Our research helped prepare the London 2012 Olympic Park by pioneering the detailed chemical examination of heavy-oil residues in the treatment of contaminated soils.

Key facts

    • Our research could save £3.2 - £12.4 million per year in restoring derelict land in the UK for development.
    • Our industrial partner utilised this research in testing contaminated land on the London 2012 Olympic Park.
    • A combined strategy of hazard and risk diagnosis helped to avoid unnecessary expenditure of public and private money.
  • Funded by Biotechnology and Biological Sciences Research Council (BBSRC) which is funded by the Department for Business, Innovation and Skills (BIS), formerly known as BERR; and the Environment Agency.
An engineer checks the top membrane of bioengineered piles of contaminated soils.

Impact of our research

Our industrial partner ESG (Environmental Scientifics Group) Ltd used the research commercially for the contract testing at the 2012 Olympic Park in London. These are regarded as one of the greatest Games of all time and has had enormous regenerative benefits to that particular area of London in general.

We also developed decision-support tools for risk management and environmental rehabilitation of contaminated sites. The tools improve confidence in remediation (restoring to use) technology, reduce remediation costs and minimise waste disposal to landfill, with subsequent savings in CO2 emissions.

An illustrative soil sample collected at a chemical plant.

Why the research was commissioned

Soils contaminated with complex hydrocarbons (an organic compound consisting entirely of hydrogen and carbon) have important consequences for water resources and land use.

In collaboration with our industrial partner, EGS Ltd, we developed an innovative method for analysing petroleum hydrocarbons in soil.
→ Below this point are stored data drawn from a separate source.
use crate::{BinaryOp, NodeKind, SyntaxNode, SyntaxTree};

fn str_node(line: usize, s: &str) -> SyntaxNode {
    SyntaxNode::new(line, format!("\"{s}\""), NodeKind::StringLiteral(s.into()))
}

#[test]
fn walk_yields_nested_nodes_depth_first() {
    let concat = SyntaxNode::new(
        2,
        "\"SELECT \" + name",
        NodeKind::BinaryOp {
            op: BinaryOp::Add,
            left: Box::new(str_node(2, "SELECT ")),
            right: Box::new(SyntaxNode::new(2, "name", NodeKind::Identifier("name".into()))),
        },
    );
    let call = SyntaxNode::new(
        2,
        "cursor.execute(\"SELECT \" + name)",
        NodeKind::Call {
            callee: "cursor.execute".into(),
            args: vec![concat],
        },
    );
    let tree = SyntaxTree::new(vec![call]);

    let kinds: Vec<&NodeKind> = tree.walk().map(|n| &n.kind).collect();
    assert_eq!(kinds.len(), 4);
    assert!(matches!(kinds[0], NodeKind::Call { .. }));
    assert!(matches!(kinds[1], NodeKind::BinaryOp { .. }));
    assert!(matches!(kinds[2], NodeKind::StringLiteral(_)));
    assert!(matches!(kinds[3], NodeKind::Identifier(_)));
}

#[test]
fn walk_descends_into_dict_entries() {
    let dict = SyntaxNode::new(
        1,
        "{\"$where\": expr}",
        NodeKind::Dict(vec![(
            str_node(1, "$where"),
            SyntaxNode::new(1, "expr", NodeKind::Identifier("expr".into())),
        )]),
    );
    let tree = SyntaxTree::new(vec![dict]);
    assert!(tree
        .walk()
        .any(|n| n.as_string_literal() == Some("$where")));
}

#[test]
fn call_method_returns_last_segment() {
    let call = SyntaxNode::new(
        1,
        "session.connection.execute(q)",
        NodeKind::Call {
            callee: "session.connection.execute".into(),
            args: vec![],
        },
    );
    assert_eq!(call.call_method(), Some("execute"));
    assert!(!call.is_plain_call());

    let plain = SyntaxNode::new(1, "eval(x)", NodeKind::Call { callee: "eval".into(), args: vec![] });
    assert_eq!(plain.call_method(), Some("eval"));
    assert!(plain.is_plain_call());
}

#[test]
fn empty_tree_walks_nothing() {
    let tree = SyntaxTree::default();
    assert!(tree.is_empty());
    assert_eq!(tree.walk().count(), 0);
}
This approach meets the needs for risk assessment of contaminated land and provides important data for devising remediation strategies.

The research characterised what happens to contaminants in soil; a key requirement for estimating risks to human health and the environment. Detailed evaluation has also helped the appraisal of residual hydrocarbon levels that can be left safely at remediated sites without posing an unacceptable risk.

University of Aberdeen colleagues preparing (grinding and mixing) a contaminated soil for pilot trial remediation.

Why Cranfield?

Our work and reputation has contributed to environmental decision making, better regulation and risk policy by influencing the national consultation and regulatory guidance on the assessment of risks from hydrocarbon-contaminated soils for the (England and Wales) Environment Agency.

Facilities used

State-of-the-art environmental analytical laboratories for soil, sediment, water and air analysis.